BEGIN Data shown

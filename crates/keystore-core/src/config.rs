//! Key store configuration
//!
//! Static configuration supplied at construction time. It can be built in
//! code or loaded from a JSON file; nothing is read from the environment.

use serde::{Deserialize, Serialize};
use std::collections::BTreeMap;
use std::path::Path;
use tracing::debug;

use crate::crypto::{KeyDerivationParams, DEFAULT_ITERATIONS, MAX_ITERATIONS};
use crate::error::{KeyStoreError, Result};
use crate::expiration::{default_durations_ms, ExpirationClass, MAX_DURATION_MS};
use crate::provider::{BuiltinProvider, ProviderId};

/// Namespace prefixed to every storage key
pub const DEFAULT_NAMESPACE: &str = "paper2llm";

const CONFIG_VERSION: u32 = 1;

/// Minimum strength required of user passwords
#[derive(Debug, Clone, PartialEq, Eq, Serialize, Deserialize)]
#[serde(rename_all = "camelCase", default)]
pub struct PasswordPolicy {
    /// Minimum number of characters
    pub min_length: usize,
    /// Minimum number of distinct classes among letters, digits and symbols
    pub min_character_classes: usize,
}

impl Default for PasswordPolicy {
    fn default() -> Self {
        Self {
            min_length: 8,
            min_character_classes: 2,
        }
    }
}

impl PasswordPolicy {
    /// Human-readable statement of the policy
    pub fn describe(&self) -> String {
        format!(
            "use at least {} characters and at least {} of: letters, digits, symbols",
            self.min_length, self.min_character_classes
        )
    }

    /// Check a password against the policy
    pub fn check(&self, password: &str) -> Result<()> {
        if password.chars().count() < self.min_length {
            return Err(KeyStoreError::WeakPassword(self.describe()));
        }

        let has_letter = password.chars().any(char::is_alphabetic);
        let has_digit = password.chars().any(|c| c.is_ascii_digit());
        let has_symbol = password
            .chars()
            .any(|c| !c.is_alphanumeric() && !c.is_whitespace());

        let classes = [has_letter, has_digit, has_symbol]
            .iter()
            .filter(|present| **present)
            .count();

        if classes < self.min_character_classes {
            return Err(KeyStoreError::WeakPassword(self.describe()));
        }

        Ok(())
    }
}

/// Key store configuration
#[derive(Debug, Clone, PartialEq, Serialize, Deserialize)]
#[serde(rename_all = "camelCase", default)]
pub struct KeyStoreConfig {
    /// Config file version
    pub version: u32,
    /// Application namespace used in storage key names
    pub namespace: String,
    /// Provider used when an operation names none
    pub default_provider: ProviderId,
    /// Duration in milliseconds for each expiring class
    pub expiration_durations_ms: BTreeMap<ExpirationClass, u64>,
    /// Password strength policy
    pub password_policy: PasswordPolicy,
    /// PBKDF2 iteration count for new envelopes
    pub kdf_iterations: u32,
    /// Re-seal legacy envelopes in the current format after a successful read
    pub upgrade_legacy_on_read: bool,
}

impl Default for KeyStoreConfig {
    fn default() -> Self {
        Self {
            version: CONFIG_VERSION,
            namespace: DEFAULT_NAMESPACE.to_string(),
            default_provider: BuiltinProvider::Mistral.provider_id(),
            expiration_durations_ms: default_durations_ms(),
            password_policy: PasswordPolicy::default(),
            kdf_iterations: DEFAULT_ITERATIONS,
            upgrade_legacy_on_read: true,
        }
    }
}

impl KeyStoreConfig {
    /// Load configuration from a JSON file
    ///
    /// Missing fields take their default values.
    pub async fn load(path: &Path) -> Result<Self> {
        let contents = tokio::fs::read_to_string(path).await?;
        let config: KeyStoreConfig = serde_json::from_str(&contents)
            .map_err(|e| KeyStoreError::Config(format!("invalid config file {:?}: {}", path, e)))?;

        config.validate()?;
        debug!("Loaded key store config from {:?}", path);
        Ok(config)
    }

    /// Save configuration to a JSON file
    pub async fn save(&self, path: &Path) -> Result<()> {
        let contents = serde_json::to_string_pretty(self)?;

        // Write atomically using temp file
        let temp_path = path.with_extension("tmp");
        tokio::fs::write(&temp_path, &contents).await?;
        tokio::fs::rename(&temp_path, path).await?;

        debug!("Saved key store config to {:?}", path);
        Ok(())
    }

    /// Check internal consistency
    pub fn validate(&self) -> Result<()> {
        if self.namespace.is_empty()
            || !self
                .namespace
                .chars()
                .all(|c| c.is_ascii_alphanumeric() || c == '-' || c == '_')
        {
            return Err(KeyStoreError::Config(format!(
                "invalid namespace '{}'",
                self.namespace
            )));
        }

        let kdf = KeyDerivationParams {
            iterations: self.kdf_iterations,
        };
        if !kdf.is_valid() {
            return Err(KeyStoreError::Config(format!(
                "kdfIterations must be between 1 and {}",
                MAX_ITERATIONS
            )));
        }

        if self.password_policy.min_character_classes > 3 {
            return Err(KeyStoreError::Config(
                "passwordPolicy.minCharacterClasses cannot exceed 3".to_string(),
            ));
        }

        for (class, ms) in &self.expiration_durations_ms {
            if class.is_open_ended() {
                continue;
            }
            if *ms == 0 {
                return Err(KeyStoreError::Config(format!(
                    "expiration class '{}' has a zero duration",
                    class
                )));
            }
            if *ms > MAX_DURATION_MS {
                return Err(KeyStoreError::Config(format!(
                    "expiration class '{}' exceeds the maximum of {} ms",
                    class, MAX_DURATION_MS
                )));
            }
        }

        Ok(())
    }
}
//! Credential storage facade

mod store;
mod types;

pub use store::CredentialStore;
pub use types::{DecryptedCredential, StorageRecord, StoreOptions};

END Data shown

A single figure is required: the number of lines above in which the string "Result" appears.

§ Your response
5